We are at Windsor Castle, after all, the home of kings and queens for the better part of a millenium. One ought to be dignified. Or if not dignified at least stiff, which is the American cousin of dignified.

I have come to see that I can play the role of the senior citizen. It is fairly easy. The white hair, as seen here in halo effect, and the wrinkles are pretty convincing, although one young man selling tickets for Romeo and Juliet actually carded me.

It was very considerate of him.

It doesn't matter. Here is the picture that proves I went to Windsor. I got the senior discount, too, which is no small benefit.

And in real life I play a much younger man.

Saturday, October 23, 2010

Day 13





Scratching on the Walls, Or the Vandal Within


Among the things my son Ian and his wife, Kristen, wanted to see during their short visit to England was Canterbury. So we got on the bus at Victoria Station and headed out of London.

The bus was nice, the ride was smooth, the driver hollered at other drivers in a startling way at various points; but passage was otherwise unmemorable.

Canterbury, on the other hand, is memorable.

The town visually is dominated by its Cathedral, which appears above the trees before the town itself, and then as one approaches by its ancient rubble wall. It is the kind of experience that enthusiasts of the middle ages get crazy for – castles, cathedrals, ruins, cobblestone streets, knights, war horses, and lots of clanging swords and armor.

The knights and war horses have to be imagined, of course, but that is no stretch in this environment. Ruins are made to be re-imagined. For me that means, how did these men and women and children manage to live? How did they cope with the obstacles they faced every day, obstacles we have all but eliminated in modern life.

For some it means imagining the forces of history that converge here, that led to battles and high stakes intrigue, the struggles and daring that broke new ground. To the fantasy enthusiast it may mean imagining knights and kings and ladies into a “former glory” they never actually knew.

American history does not take us back to the middle ages, so we come with a kind of reverence for the “ancient.”

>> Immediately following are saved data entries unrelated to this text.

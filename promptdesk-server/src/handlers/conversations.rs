use std::sync::Arc;

use axum::{
    Json, Router,
    extract::{
        Path, Query, State,
        rejection::{JsonRejection, PathRejection, QueryRejection},
    },
    http::StatusCode,
    routing::{get, patch, post},
};
use shared::models::{
    AppendMessageRequest, AppendMessageResponse, Chat, ChatListQuery, CreateChatRequest,
    ErrorResponse, Message, UsageCorrectionRequest, WelcomeMessageRequest,
};
use tracing::instrument;
use uuid::Uuid;

use crate::{
    app_state::AppState,
    http::error::AppResult,
    services::{chat_service::ChatService, message_service::MessageService, store::AppendOutcome},
};

pub fn routes() -> Router<Arc<AppState>> {
    Router::new()
        .route(
            "/conversations",
            get(list_conversations).post(create_conversation),
        )
        .route("/conversations/{chat_id}", get(get_conversation))
        .route(
            "/conversations/{chat_id}/messages",
            get(list_messages).post(append_message),
        )
        .route("/conversations/{chat_id}/welcome", post(append_welcome))
        .route(
            "/conversations/{chat_id}/messages/{message_id}/usage",
            patch(correct_usage),
        )
}

fn append_response(outcome: AppendOutcome) -> (StatusCode, Json<AppendMessageResponse>) {
    let status = if outcome.is_duplicate() {
        StatusCode::OK
    } else {
        StatusCode::CREATED
    };
    let duplicate = outcome.is_duplicate();
    (
        status,
        Json(AppendMessageResponse {
            success: true,
            duplicate,
            message: outcome.into_message(),
        }),
    )
}

#[utoipa::path(
    post,
    path = "/api/conversations",
    request_body = CreateChatRequest,
    responses(
        (status = 201, description = "Chat created", body = Chat),
        (status = 400, description = "Missing user fingerprint", body = ErrorResponse),
        (status = 404, description = "Unknown assistant", body = ErrorResponse)
    ),
    tag = "Conversations"
)]
#[instrument(skip_all)]
pub async fn create_conversation(
    State(state): State<Arc<AppState>>,
    payload: Result<Json<CreateChatRequest>, JsonRejection>,
) -> AppResult<(StatusCode, Json<Chat>)> {
    let Json(request) = payload?;
    let chat = ChatService::new(state.store.clone())
        .create_chat(request)
        .await?;
    Ok((StatusCode::CREATED, Json(chat)))
}

#[utoipa::path(
    get,
    path = "/api/conversations",
    params(ChatListQuery),
    responses(
        (status = 200, description = "Chats of one user, most recently updated first", body = [Chat]),
        (status = 400, description = "Missing user fingerprint", body = ErrorResponse)
    ),
    tag = "Conversations"
)]
#[instrument(skip_all)]
pub async fn list_conversations(
    State(state): State<Arc<AppState>>,
    query: Result<Query<ChatListQuery>, QueryRejection>,
) -> AppResult<Json<Vec<Chat>>> {
    let Query(query) = query?;
    let chats = ChatService::new(state.store.clone())
        .list_chats_for_user(query.user_fingerprint)
        .await?;
    Ok(Json(chats))
}

#[utoipa::path(
    get,
    path = "/api/conversations/{chat_id}",
    params(("chat_id" = Uuid, Path, description = "Chat id")),
    responses(
        (status = 200, description = "Chat", body = Chat),
        (status = 404, description = "Unknown chat", body = ErrorResponse)
    ),
    tag = "Conversations"
)]
#[instrument(skip(state))]
pub async fn get_conversation(
    State(state): State<Arc<AppState>>,
    chat_id: Result<Path<Uuid>, PathRejection>,
) -> AppResult<Json<Chat>> {
    let Path(chat_id) = chat_id?;
    let chat = ChatService::new(state.store.clone())
        .get_chat(chat_id)
        .await?;
    Ok(Json(chat))
}

#[utoipa::path(
    get,
    path = "/api/conversations/{chat_id}/messages",
    params(("chat_id" = Uuid, Path, description = "Chat id")),
    responses(
        (status = 200, description = "Messages, oldest first", body = [Message]),
        (status = 404, description = "Unknown chat", body = ErrorResponse)
    ),
    tag = "Conversations"
)]
#[instrument(skip(state))]
pub async fn list_messages(
    State(state): State<Arc<AppState>>,
    chat_id: Result<Path<Uuid>, PathRejection>,
) -> AppResult<Json<Vec<Message>>> {
    let Path(chat_id) = chat_id?;
    let messages = MessageService::new(state.store.clone())
        .list(chat_id)
        .await?;
    Ok(Json(messages))
}

/// Appends a message. Re-sending an identical message returns the stored one
/// with `duplicate: true` and status 200.
#[utoipa::path(
    post,
    path = "/api/conversations/{chat_id}/messages",
    params(("chat_id" = Uuid, Path, description = "Chat id")),
    request_body = AppendMessageRequest,
    responses(
        (status = 201, description = "Message stored", body = AppendMessageResponse),
        (status = 200, description = "Identical message already stored", body = AppendMessageResponse),
        (status = 400, description = "Invalid message", body = ErrorResponse),
        (status = 404, description = "Unknown chat", body = ErrorResponse)
    ),
    tag = "Conversations"
)]
#[instrument(skip(state, payload))]
pub async fn append_message(
    State(state): State<Arc<AppState>>,
    chat_id: Result<Path<Uuid>, PathRejection>,
    payload: Result<Json<AppendMessageRequest>, JsonRejection>,
) -> AppResult<(StatusCode, Json<AppendMessageResponse>)> {
    let Path(chat_id) = chat_id?;
    let Json(request) = payload?;
    let outcome = MessageService::new(state.store.clone())
        .append(chat_id, request)
        .await?;
    Ok(append_response(outcome))
}

#[utoipa::path(
    post,
    path = "/api/conversations/{chat_id}/welcome",
    params(("chat_id" = Uuid, Path, description = "Chat id")),
    request_body = WelcomeMessageRequest,
    responses(
        (status = 201, description = "Welcome message stored", body = AppendMessageResponse),
        (status = 200, description = "Welcome message already present", body = AppendMessageResponse),
        (status = 400, description = "Empty welcome message", body = ErrorResponse),
        (status = 404, description = "Unknown chat", body = ErrorResponse)
    ),
    tag = "Conversations"
)]
#[instrument(skip(state, payload))]
pub async fn append_welcome(
    State(state): State<Arc<AppState>>,
    chat_id: Result<Path<Uuid>, PathRejection>,
    payload: Result<Json<WelcomeMessageRequest>, JsonRejection>,
) -> AppResult<(StatusCode, Json<AppendMessageResponse>)> {
    let Path(chat_id) = chat_id?;
    let Json(request) = payload?;
    let outcome = MessageService::new(state.store.clone())
        .append_welcome(chat_id, request)
        .await?;
    Ok(append_response(outcome))
}

#[utoipa::path(
    patch,
    path = "/api/conversations/{chat_id}/messages/{message_id}/usage",
    params(
        ("chat_id" = Uuid, Path, description = "Chat id"),
        ("message_id" = Uuid, Path, description = "Message id")
    ),
    request_body = UsageCorrectionRequest,
    responses(
        (status = 200, description = "Updated message", body = Message),
        (status = 400, description = "Invalid token figures", body = ErrorResponse),
        (status = 404, description = "Unknown message", body = ErrorResponse)
    ),
    tag = "Conversations"
)]
#[instrument(skip(state, payload))]
pub async fn correct_usage(
    State(state): State<Arc<AppState>>,
    ids: Result<Path<(Uuid, Uuid)>, PathRejection>,
    payload: Result<Json<UsageCorrectionRequest>, JsonRejection>,
) -> AppResult<Json<Message>> {
    let Path((chat_id, message_id)) = ids?;
    let Json(request) = payload?;
    let message = MessageService::new(state.store.clone())
        .correct_usage(chat_id, message_id, request)
        .await?;
    Ok(Json(message))
}
use std::str::FromStr;

use axum::{
    body::Body,
    extract::State,
    http::{HeaderMap, HeaderName, HeaderValue, Request},
    middleware::Next,
    response::Response,
};
use shared::config::Config;
use uuid::Uuid;

const DEFAULT_REQUEST_ID_HEADER: &str = "x-request-id";

/// Per-request data made available to handlers and the trace span.
#[derive(Clone, Debug, Default)]
pub struct RequestContext {
    pub request_id: String,
}

#[derive(Clone, Debug)]
pub struct RequestIdState {
    header: HeaderName,
}

impl RequestIdState {
    #[must_use]
    pub fn from_config(config: &Config) -> Self {
        let header = HeaderName::from_str(&config.server.request_id_header)
            .unwrap_or_else(|_| HeaderName::from_static(DEFAULT_REQUEST_ID_HEADER));
        Self { header }
    }
}

/// Reuses the caller's request id or generates one, and echoes it back.
pub async fn assign_request_id(
    State(state): State<RequestIdState>,
    mut request: Request<Body>,
    next: Next,
) -> Response {
    let request_id = extract_request_id(request.headers(), &state.header)
        .unwrap_or_else(|| Uuid::new_v4().to_string());

    let header_value = HeaderValue::from_str(&request_id).ok();

    request.extensions_mut().insert(RequestContext {
        request_id: request_id.clone(),
    });
    if let Some(value) = header_value.clone() {
        request.headers_mut().insert(state.header.clone(), value);
    }

    let mut response = next.run(request).await;
    if let Some(value) = header_value {
        response.headers_mut().insert(state.header, value);
    }
    response
}

fn extract_request_id(headers: &HeaderMap, header: &HeaderName) -> Option<String> {
    headers
        .get(header)
        .and_then(|value| value.to_str().ok())
        .map(|s| s.trim().to_string())
        .filter(|s| !s.is_empty())
}

#[cfg(test)]
mod tests {
    use super::*;
    use axum::{Router, middleware, routing::get};
    use tower::ServiceExt;

    fn app() -> Router {
        let state = RequestIdState::from_config(&Config::default());
        Router::new()
            .route("/", get(|| async { "ok" }))
            .layer(middleware::from_fn_with_state(state, assign_request_id))
    }

    #[tokio::test]
    async fn echoes_incoming_request_id() {
        let response = app()
            .oneshot(
                Request::builder()
                    .uri("/")
                    .header("x-request-id", "abc-123")
                    .body(Body::empty())
                    .unwrap(),
            )
            .await
            .unwrap();
        assert_eq!(response.headers().get("x-request-id").unwrap(), "abc-123");
    }

    #[tokio::test]
    async fn generates_missing_request_id() {
        let response = app()
            .oneshot(Request::builder().uri("/").body(Body::empty()).unwrap())
            .await
            .unwrap();
        let id = response.headers().get("x-request-id").unwrap().to_str().unwrap();
        assert!(Uuid::parse_str(id).is_ok());
    }
}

For us, places like Canterbury are laden with historical magic that is clearly impossible in America. So it is more than a bit disheartening to discover – after the glory of bright sunshine through stained glass windows, after the grandeur of the vaulted sanctuary, after the instructive and provocative plaques, after the stunning art gracing the stunning architecture, after the deeply sobering scars of ancient violence, after the soul stirring call to worship – it is more than a bit disheartening to find the etchings and scars of recent vandalism on the walls and pillars and woodwork.

Some of the wall scratching has historical significance. So I suppose we can forgive someone held in the Tower of London awaiting a future that might end at the executioners block from carving his name into the walls to remind posterity of his plight. But the new marks I don’t understand. Except for the very old, historically important etchings, most of the scratching and chipping is selfish, vandalism pure and simple.

I don’t think the issue is lack of reverence for the past or disrespect for religion or even a hatred for things British. Most folks who take a stone or a knife or a piece of metal and scratch something into the old stone surfaces or who cut lines and figures into the wood can’t be motivated by anything as noble as a desire to protest through vandalism.

No. I think the motive is both banal and self-centered. Look, I was here. But even that human tendency toward self assertion does not quite explain the marks that are just marks, the chips that just wear away, the gouges that resemble nothing so much as gouges.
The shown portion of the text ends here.